[[ DATASET open ]]

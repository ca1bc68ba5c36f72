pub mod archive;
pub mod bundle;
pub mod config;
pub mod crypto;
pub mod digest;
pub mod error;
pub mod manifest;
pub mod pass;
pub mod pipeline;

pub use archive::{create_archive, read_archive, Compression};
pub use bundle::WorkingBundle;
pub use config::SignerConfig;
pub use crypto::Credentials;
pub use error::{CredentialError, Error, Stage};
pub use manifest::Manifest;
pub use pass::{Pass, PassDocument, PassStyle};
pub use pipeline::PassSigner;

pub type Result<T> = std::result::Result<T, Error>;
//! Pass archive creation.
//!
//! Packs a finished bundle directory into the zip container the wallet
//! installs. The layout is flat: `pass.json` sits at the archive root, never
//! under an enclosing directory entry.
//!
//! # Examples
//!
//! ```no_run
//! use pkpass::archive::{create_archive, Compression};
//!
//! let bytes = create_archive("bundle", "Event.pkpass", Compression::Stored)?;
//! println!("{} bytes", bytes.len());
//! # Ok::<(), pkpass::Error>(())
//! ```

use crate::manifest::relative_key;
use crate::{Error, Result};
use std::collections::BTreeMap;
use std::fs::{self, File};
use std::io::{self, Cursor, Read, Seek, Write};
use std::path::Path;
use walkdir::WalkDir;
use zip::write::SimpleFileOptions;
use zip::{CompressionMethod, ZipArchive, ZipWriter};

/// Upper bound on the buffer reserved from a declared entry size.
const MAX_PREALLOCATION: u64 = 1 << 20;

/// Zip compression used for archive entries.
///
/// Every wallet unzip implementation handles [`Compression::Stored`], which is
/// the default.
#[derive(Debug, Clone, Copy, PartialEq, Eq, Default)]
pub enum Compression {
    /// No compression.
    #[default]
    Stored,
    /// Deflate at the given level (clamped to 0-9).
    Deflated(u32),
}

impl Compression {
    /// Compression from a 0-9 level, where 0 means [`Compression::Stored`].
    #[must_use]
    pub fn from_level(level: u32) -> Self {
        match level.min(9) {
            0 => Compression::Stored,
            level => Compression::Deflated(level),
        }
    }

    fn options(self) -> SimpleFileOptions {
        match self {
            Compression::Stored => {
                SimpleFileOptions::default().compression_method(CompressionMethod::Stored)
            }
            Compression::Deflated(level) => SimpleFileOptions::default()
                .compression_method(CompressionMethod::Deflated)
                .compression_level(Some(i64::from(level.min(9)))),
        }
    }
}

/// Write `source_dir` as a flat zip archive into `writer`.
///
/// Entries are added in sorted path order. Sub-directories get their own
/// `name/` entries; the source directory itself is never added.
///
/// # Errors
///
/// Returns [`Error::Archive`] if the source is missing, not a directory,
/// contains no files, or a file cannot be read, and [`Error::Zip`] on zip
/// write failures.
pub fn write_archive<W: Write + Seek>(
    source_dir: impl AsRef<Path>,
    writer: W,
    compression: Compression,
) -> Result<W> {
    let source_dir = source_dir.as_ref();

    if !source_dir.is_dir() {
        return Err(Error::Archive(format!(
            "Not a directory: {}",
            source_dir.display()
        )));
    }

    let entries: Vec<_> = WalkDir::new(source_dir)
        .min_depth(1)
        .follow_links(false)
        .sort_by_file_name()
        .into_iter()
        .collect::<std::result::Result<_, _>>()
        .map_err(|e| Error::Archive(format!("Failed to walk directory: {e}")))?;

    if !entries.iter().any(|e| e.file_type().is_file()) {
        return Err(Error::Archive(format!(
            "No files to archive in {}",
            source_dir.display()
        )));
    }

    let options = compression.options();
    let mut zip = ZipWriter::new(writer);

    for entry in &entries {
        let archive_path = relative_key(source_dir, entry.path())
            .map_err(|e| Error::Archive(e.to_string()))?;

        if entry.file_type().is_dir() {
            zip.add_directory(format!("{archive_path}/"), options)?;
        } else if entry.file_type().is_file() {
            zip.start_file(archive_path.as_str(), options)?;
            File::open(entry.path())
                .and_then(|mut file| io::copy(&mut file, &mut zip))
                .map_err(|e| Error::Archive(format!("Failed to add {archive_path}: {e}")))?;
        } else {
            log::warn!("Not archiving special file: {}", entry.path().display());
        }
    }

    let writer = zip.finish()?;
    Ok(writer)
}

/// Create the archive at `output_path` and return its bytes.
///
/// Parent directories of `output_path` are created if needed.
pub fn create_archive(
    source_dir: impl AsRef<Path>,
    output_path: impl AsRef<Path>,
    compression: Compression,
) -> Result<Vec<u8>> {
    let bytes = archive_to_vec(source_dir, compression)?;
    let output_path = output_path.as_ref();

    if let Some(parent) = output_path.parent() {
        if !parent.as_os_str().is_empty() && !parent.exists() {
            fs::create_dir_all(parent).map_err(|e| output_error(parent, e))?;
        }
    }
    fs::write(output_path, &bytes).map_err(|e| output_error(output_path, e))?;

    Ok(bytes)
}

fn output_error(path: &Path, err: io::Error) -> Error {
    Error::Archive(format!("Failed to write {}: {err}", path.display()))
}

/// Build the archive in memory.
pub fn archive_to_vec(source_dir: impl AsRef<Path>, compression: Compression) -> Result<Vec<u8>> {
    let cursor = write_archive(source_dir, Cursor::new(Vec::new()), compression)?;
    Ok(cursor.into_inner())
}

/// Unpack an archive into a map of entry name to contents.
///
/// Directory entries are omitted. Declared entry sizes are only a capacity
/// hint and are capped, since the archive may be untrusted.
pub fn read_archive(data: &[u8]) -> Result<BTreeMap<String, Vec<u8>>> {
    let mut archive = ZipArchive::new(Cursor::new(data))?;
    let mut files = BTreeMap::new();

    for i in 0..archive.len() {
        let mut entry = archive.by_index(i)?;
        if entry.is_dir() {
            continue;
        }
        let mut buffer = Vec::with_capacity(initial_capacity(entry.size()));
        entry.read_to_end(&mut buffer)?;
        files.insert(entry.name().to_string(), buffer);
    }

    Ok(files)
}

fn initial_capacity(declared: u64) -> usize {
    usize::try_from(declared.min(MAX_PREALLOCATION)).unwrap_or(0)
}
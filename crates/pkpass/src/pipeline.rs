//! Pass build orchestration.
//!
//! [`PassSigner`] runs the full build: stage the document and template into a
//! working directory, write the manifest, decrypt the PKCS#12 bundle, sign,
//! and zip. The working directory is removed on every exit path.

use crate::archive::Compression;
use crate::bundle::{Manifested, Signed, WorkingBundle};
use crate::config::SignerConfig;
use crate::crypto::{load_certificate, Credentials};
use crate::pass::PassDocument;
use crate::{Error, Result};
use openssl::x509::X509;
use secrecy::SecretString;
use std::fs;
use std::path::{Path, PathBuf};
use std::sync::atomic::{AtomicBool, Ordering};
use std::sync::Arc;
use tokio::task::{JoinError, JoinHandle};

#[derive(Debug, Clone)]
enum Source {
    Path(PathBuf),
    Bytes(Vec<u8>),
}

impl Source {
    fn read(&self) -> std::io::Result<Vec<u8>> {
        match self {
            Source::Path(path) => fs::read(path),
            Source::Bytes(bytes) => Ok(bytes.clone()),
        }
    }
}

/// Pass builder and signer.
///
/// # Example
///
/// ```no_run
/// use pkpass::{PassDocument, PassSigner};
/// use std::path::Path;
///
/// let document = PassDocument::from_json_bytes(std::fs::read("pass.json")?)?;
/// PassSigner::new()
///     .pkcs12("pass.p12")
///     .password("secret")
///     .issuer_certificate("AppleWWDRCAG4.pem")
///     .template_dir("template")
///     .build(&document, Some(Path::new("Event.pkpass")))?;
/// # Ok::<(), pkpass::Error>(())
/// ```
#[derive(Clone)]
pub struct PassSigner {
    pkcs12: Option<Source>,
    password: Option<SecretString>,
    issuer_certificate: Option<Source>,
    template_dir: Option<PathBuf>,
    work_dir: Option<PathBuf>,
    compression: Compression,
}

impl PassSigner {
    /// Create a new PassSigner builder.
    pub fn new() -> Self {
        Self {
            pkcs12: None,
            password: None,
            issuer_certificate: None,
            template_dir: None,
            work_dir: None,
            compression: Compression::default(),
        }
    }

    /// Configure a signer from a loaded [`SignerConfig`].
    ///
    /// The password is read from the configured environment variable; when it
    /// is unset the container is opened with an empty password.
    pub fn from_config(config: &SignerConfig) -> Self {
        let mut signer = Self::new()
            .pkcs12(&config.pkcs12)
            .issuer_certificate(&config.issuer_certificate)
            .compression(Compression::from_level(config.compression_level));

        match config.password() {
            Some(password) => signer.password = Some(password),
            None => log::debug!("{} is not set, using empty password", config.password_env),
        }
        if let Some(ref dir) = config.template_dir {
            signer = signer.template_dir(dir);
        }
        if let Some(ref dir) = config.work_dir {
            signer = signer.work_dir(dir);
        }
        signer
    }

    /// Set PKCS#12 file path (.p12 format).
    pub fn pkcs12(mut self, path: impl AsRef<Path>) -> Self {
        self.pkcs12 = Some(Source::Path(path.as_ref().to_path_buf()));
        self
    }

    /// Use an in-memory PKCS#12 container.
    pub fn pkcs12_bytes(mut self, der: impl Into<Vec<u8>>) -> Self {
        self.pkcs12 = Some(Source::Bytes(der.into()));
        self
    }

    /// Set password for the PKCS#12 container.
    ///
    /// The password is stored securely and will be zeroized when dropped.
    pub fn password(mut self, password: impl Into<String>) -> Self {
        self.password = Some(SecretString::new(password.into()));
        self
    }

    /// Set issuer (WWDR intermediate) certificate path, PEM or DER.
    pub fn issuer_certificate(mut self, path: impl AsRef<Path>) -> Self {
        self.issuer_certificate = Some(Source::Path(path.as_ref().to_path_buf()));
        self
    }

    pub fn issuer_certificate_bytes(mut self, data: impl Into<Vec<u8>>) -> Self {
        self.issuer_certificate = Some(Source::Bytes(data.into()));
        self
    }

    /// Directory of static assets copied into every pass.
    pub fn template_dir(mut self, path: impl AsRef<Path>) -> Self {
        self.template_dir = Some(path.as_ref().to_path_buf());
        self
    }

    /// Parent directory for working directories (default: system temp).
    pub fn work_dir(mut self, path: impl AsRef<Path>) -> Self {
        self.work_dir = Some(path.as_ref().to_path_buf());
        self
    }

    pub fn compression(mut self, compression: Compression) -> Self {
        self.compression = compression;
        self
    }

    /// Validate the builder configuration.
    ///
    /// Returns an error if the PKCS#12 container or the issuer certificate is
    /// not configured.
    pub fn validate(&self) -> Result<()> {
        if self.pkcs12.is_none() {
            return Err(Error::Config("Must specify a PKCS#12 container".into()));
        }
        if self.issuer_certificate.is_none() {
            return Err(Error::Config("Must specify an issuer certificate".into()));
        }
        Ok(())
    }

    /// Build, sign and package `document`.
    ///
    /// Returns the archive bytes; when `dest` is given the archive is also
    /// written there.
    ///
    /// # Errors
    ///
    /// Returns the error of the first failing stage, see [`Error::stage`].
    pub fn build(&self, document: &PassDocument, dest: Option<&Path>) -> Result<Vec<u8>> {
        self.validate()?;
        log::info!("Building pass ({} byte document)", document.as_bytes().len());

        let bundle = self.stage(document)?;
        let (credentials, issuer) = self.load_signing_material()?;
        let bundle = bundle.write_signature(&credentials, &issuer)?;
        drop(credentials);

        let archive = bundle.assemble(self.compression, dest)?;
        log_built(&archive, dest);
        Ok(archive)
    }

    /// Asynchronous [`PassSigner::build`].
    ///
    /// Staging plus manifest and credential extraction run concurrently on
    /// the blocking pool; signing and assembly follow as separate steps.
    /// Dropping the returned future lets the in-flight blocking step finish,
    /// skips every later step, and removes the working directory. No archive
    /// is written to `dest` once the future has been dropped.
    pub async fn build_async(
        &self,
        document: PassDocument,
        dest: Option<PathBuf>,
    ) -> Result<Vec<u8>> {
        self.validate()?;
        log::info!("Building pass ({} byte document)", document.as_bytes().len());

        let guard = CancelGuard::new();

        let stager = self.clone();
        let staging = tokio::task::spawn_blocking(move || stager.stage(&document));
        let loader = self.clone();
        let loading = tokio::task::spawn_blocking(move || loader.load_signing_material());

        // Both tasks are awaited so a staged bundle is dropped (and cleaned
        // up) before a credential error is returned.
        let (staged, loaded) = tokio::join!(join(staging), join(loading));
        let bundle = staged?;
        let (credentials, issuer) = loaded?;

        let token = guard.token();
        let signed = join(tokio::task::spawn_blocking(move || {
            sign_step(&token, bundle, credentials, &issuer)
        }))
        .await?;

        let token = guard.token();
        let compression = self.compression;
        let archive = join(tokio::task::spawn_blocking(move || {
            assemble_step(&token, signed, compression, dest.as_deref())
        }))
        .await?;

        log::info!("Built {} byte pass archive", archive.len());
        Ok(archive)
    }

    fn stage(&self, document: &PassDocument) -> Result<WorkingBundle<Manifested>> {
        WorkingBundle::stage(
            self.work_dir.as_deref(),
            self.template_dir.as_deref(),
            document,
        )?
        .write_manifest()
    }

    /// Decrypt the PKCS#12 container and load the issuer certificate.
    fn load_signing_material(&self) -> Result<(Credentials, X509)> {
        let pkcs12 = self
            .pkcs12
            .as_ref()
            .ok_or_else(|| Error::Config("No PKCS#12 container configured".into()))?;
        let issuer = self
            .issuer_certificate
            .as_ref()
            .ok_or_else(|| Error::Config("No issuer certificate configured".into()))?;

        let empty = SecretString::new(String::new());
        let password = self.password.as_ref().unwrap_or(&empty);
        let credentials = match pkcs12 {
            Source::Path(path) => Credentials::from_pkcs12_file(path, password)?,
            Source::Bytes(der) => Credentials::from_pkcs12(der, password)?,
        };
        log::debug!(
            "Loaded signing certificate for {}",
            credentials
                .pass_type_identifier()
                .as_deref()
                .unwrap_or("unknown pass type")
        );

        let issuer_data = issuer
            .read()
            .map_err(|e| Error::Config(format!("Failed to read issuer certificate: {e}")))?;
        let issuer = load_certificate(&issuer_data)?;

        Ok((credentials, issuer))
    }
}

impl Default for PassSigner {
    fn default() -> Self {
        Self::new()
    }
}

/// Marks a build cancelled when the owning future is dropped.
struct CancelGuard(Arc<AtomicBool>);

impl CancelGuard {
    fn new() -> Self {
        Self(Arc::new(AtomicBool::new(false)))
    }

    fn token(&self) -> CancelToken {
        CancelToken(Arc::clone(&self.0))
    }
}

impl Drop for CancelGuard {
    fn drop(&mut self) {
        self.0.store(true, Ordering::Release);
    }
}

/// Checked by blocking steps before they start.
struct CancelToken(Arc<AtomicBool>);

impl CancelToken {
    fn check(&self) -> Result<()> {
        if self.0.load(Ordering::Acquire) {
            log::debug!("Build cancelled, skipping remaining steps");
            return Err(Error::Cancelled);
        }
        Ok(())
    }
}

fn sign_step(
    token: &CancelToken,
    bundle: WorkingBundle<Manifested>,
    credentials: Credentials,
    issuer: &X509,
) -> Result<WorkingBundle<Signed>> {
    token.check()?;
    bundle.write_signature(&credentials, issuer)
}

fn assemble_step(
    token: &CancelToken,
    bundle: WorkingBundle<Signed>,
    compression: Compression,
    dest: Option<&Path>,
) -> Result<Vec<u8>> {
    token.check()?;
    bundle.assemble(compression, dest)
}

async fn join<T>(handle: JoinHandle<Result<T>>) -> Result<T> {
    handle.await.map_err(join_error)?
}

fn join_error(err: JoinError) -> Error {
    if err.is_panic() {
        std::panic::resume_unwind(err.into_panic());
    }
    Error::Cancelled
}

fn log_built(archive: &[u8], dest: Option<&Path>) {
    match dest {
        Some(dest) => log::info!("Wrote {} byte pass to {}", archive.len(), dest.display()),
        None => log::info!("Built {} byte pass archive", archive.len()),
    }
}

[[ DATASET closed ]]

▶ DIRECTIONS FOR THIS TASK
Out of the entries above, write out only the lines between the line holding "Ok(cursor.into_inner())" and the line holding "let mut archive", inclusive, each exactly as given.

▶ RESPONSE
    Ok(cursor.into_inner())
}

/// Unpack an archive into a map of entry name to contents.
///
/// Directory entries are omitted. Declared entry sizes are only a capacity
/// hint and are capped, since the archive may be untrusted.
pub fn read_archive(data: &[u8]) -> Result<BTreeMap<String, Vec<u8>>> {
    let mut archive = ZipArchive::new(Cursor::new(data))?;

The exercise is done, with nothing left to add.